▶ [EXERCISE]: If a line of the records contains the string "first", copy it out.

▶ [SUPPLIED DATA]:
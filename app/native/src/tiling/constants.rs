//! Internal constants for the tiling engine.
//!
//! User-tunable values (margin, minimum width, group capacity, opacity step)
//! live in the configuration. The values here are fixed limits of the engine.
//!
//! # Organization
//!
//! - `timing` - watcher cadence and actor timeouts
//! - `opacity` - opacity bounds

/// Timing constants for the reconciliation loop.
pub mod timing {
    /// Default interval between two samples of the visible-window set and
    /// of each tracked window's rectangle (ms).
    pub const DEFAULT_POLL_INTERVAL_MS: u64 = 100;

    /// Lower bound applied to the configured poll interval (ms).
    ///
    /// Polling faster than this only burns CPU on surface queries.
    pub const MIN_POLL_INTERVAL_MS: u64 = 10;

    /// Timeout for queries sent to the state actor (ms).
    pub const QUERY_TIMEOUT_MS: u64 = 1000;
}

/// Opacity bounds applied by the window state model.
pub mod opacity {
    /// Fully opaque.
    pub const MAX: u8 = 255;

    /// Lowest opacity a window can be faded to.
    pub const MIN: u8 = 75;
}

/// Channel buffer size for the state actor.
pub const CHANNEL_BUFFER_SIZE: usize = 256;

#[cfg(test)]
mod tests {
    use super::*;

    #[test]
    fn test_poll_interval_bounds_are_ordered() {
        assert!(timing::MIN_POLL_INTERVAL_MS <= timing::DEFAULT_POLL_INTERVAL_MS);
    }

    #[test]
    fn test_opacity_bounds_are_ordered() {
        assert!(opacity::MIN < opacity::MAX);
    }
}
#![allow(clippy::multiple_crate_versions)]

//! Wingman - keyboard-driven horizontal tiling window manager.
//!
//! All behaviour lives in the library; this binary only runs the CLI and
//! maps failures to a non-zero exit code.

fn main() {
    if let Err(err) = wingman_lib::cli::run() {
        eprintln!("wingman: {err}");
        std::process::exit(1);
    }
}
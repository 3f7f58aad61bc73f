//! End-to-end tests of the tiling service.
//!
//! Each test starts the coordinator and the reconciliation loop against an
//! in-memory desktop, changes the desktop the way a user would, and waits
//! for the layout to converge.

use std::sync::Arc;
use std::time::Duration;

use wingman_lib::config::{TilingConfig, WingmanConfig};
use wingman_lib::hotkey::{HotkeyDispatcher, HotkeyError, HotkeyTable};
use wingman_lib::run_service;
use wingman_lib::tiling::surface::WindowSpec;
use wingman_lib::tiling::{MemorySurface, Rect, StateActorHandle, TilingService, TilingSnapshot, WindowId, WindowSurface};

const POLL_MS: u64 = 10;

fn config(enabled: bool) -> WingmanConfig {
    WingmanConfig {
        tiling: TilingConfig { enabled, poll_interval_ms: POLL_MS, ..TilingConfig::default() },
        ..WingmanConfig::default()
    }
}

struct Session {
    surface: Arc<MemorySurface>,
    service: TilingService,
    dispatcher: HotkeyDispatcher,
}

impl Session {
    fn start(surface: MemorySurface, config: &WingmanConfig) -> Self {
        let surface = Arc::new(surface);
        let service =
            TilingService::start(Arc::clone(&surface) as Arc<dyn WindowSurface>, config.tiling.clone()).unwrap();
        let table = HotkeyTable::new(&config.keybindings, config.tiling.enabled);
        let dispatcher = HotkeyDispatcher::new(table, service.handle().clone());
        Self { surface, service, dispatcher }
    }

    fn handle(&self) -> &StateActorHandle { self.service.handle() }

    /// Open a window on the first monitor and wait until it is tracked.
    async fn open(&self, title: &str) -> WindowId {
        let id = self.surface.open(WindowSpec::new(title, Rect::from_xywh(100, 100, 700, 500)));
        self.wait_for(|s| s.window(id).is_some()).await;
        id
    }

    async fn wait_for(&self, condition: impl Fn(&TilingSnapshot) -> bool) -> TilingSnapshot {
        for _ in 0..200 {
            let snapshot = self.handle().snapshot().await.unwrap();
            if condition(&snapshot) {
                return snapshot;
            }
            tokio::time::sleep(Duration::from_millis(POLL_MS)).await;
        }
        panic!("layout did not converge: {:#?}", self.handle().snapshot().await.unwrap());
    }

    async fn stop(self) { self.service.stop().await; }
}

#[tokio::test]
async fn test_new_windows_are_tiled_side_by_side() {
    let session = Session::start(MemorySurface::single(1920, 1080), &config(true));
    let a = session.open("editor").await;
    let b = session.open("terminal").await;

    let snapshot = session.wait_for(|s| s.screens[0].windows == vec![a, b]).await;
    assert!(snapshot.tiling_enabled);
    assert_eq!(session.surface.frame_of(a), Some(Rect::new(16, 16, 960, 1064)));
    assert_eq!(session.surface.frame_of(b), Some(Rect::new(976, 16, 1904, 1064)));

    session.stop().await;
}

#[tokio::test]
async fn test_closed_window_is_forgotten_and_layout_closes_gap() {
    let session = Session::start(MemorySurface::single(1920, 1080), &config(true));
    let a = session.open("editor").await;
    let b = session.open("terminal").await;

    session.surface.close(a);
    let snapshot = session.wait_for(|s| s.window(a).is_none()).await;
    assert_eq!(snapshot.screens[0].windows, vec![b]);
    assert_eq!(session.surface.frame_of(b), Some(Rect::new(16, 16, 1904, 1064)));

    session.stop().await;
}

#[tokio::test]
async fn test_hidden_window_leaves_group_and_returns_on_the_right() {
    let session = Session::start(MemorySurface::single(1920, 1080), &config(true));
    let a = session.open("editor").await;
    let b = session.open("terminal").await;

    session.surface.set_hidden(a, true).unwrap();
    let snapshot = session.wait_for(|s| s.screens[0].windows == vec![b]).await;
    assert!(snapshot.window(a).is_some(), "vanished windows stay cached");

    session.surface.set_hidden(a, false).unwrap();
    session.wait_for(|s| s.screens[0].windows == vec![b, a]).await;

    session.stop().await;
}

#[tokio::test]
async fn test_overflowing_window_moves_to_next_monitor() {
    let session = Session::start(MemorySurface::side_by_side(2, 1920, 1080), &config(true));
    let mut ids = Vec::new();
    for title in ["one", "two", "three", "four"] {
        ids.push(session.open(title).await);
    }

    // Three 480px tiles and their margins fill a 1920px monitor.
    let snapshot = session.wait_for(|s| s.screens.iter().all(|screen| !screen.windows.is_empty())).await;
    assert_eq!(snapshot.screen(1).unwrap().windows, ids[..3].to_vec());
    assert_eq!(snapshot.screen(2).unwrap().windows, vec![ids[3]]);
    assert!(session.surface.frame_of(ids[3]).unwrap().left >= 1920);

    session.stop().await;
}

#[tokio::test]
async fn test_shift_hotkey_moves_window_to_neighbour_monitor() {
    let session = Session::start(MemorySurface::side_by_side(2, 1920, 1080), &config(true));
    let a = session.open("editor").await;
    let b = session.open("terminal").await;

    // `b` was opened last and holds focus.
    assert_eq!(session.dispatcher.dispatch("Win+Right").await.unwrap().to_string(), "shift-right");
    let snapshot = session.wait_for(|s| s.screen_of(b) == Some(2)).await;

    assert_eq!(snapshot.screen(1).unwrap().windows, vec![a]);
    assert_eq!(snapshot.screen(2).unwrap().windows, vec![b]);
    assert_eq!(session.surface.frame_of(b), Some(Rect::new(1936, 16, 3824, 1064)));
    assert_eq!(session.surface.frame_of(a), Some(Rect::new(16, 16, 1904, 1064)));

    session.stop().await;
}

#[tokio::test]
async fn test_focus_hotkey_moves_input_focus() {
    let session = Session::start(MemorySurface::single(1920, 1080), &config(true));
    let a = session.open("editor").await;
    let b = session.open("terminal").await;
    assert_eq!(session.surface.foreground_window(), Some(b));

    session.dispatcher.dispatch("focus-left").await.unwrap();
    let snapshot = session.wait_for(|s| s.focused == Some(a)).await;
    assert_eq!(snapshot.focused, session.surface.foreground_window());

    session.stop().await;
}

#[tokio::test]
async fn test_out_of_band_move_updates_cache_without_rearranging() {
    let session = Session::start(MemorySurface::single(1920, 1080), &config(true));
    let a = session.open("editor").await;
    let b = session.open("terminal").await;
    let b_frame = session.surface.frame_of(b).unwrap();

    let dragged = Rect::from_xywh(300, 200, 640, 480);
    session.surface.user_move(a, dragged).unwrap();
    let snapshot = session.wait_for(|s| s.window(a).is_some_and(|w| w.rect == dragged)).await;

    assert_eq!(snapshot.screens[0].windows, vec![a, b]);
    assert_eq!(session.surface.frame_of(b), Some(b_frame));

    session.stop().await;
}

#[tokio::test]
async fn test_decoration_only_mode_refuses_tiling_actions() {
    let session = Session::start(MemorySurface::single(1920, 1080), &config(false));
    let a = session.open("editor").await;
    assert_eq!(session.dispatcher.table().len(), 5);

    let err = session.dispatcher.dispatch("Win+Left").await.unwrap_err();
    assert!(matches!(err, HotkeyError::Disabled(_)));

    session.dispatcher.dispatch("Ctrl+Shift+WheelDown").await.unwrap();
    let snapshot = session.wait_for(|s| s.window(a).is_some_and(|w| w.opacity == 250)).await;
    assert!(snapshot.screens[0].windows.is_empty());
    assert_eq!(session.surface.opacity_of(a), Some(250));

    session.stop().await;
}

#[tokio::test]
async fn test_run_service_applies_scripted_hotkeys() {
    let surface = Arc::new(MemorySurface::single(1920, 1080));
    let a = surface.open(WindowSpec::new("editor", Rect::from_xywh(100, 100, 700, 500)));
    let b = surface.open(WindowSpec::new("terminal", Rect::from_xywh(140, 140, 700, 500)));

    let script = "# reorder\nWin+Right\nnot-a-chord\nquit\nWin+Left\n";
    let snapshot = run_service(surface.clone(), &config(true), script.as_bytes()).await.unwrap();

    // The first sample lists windows front to back, so `b` is tiled first;
    // it holds focus and is shifted right. Triggers after `quit` are ignored.
    assert_eq!(snapshot.screens[0].windows, vec![a, b]);
    assert_eq!(surface.frame_of(a).unwrap().left, 16);
    assert_eq!(surface.frame_of(b).unwrap().right, 1904);
}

▶ [TASK OUTPUT]:
    /// Open a window on the first monitor and wait until it is tracked.
    // The first sample lists windows front to back, so `b` is tiled first;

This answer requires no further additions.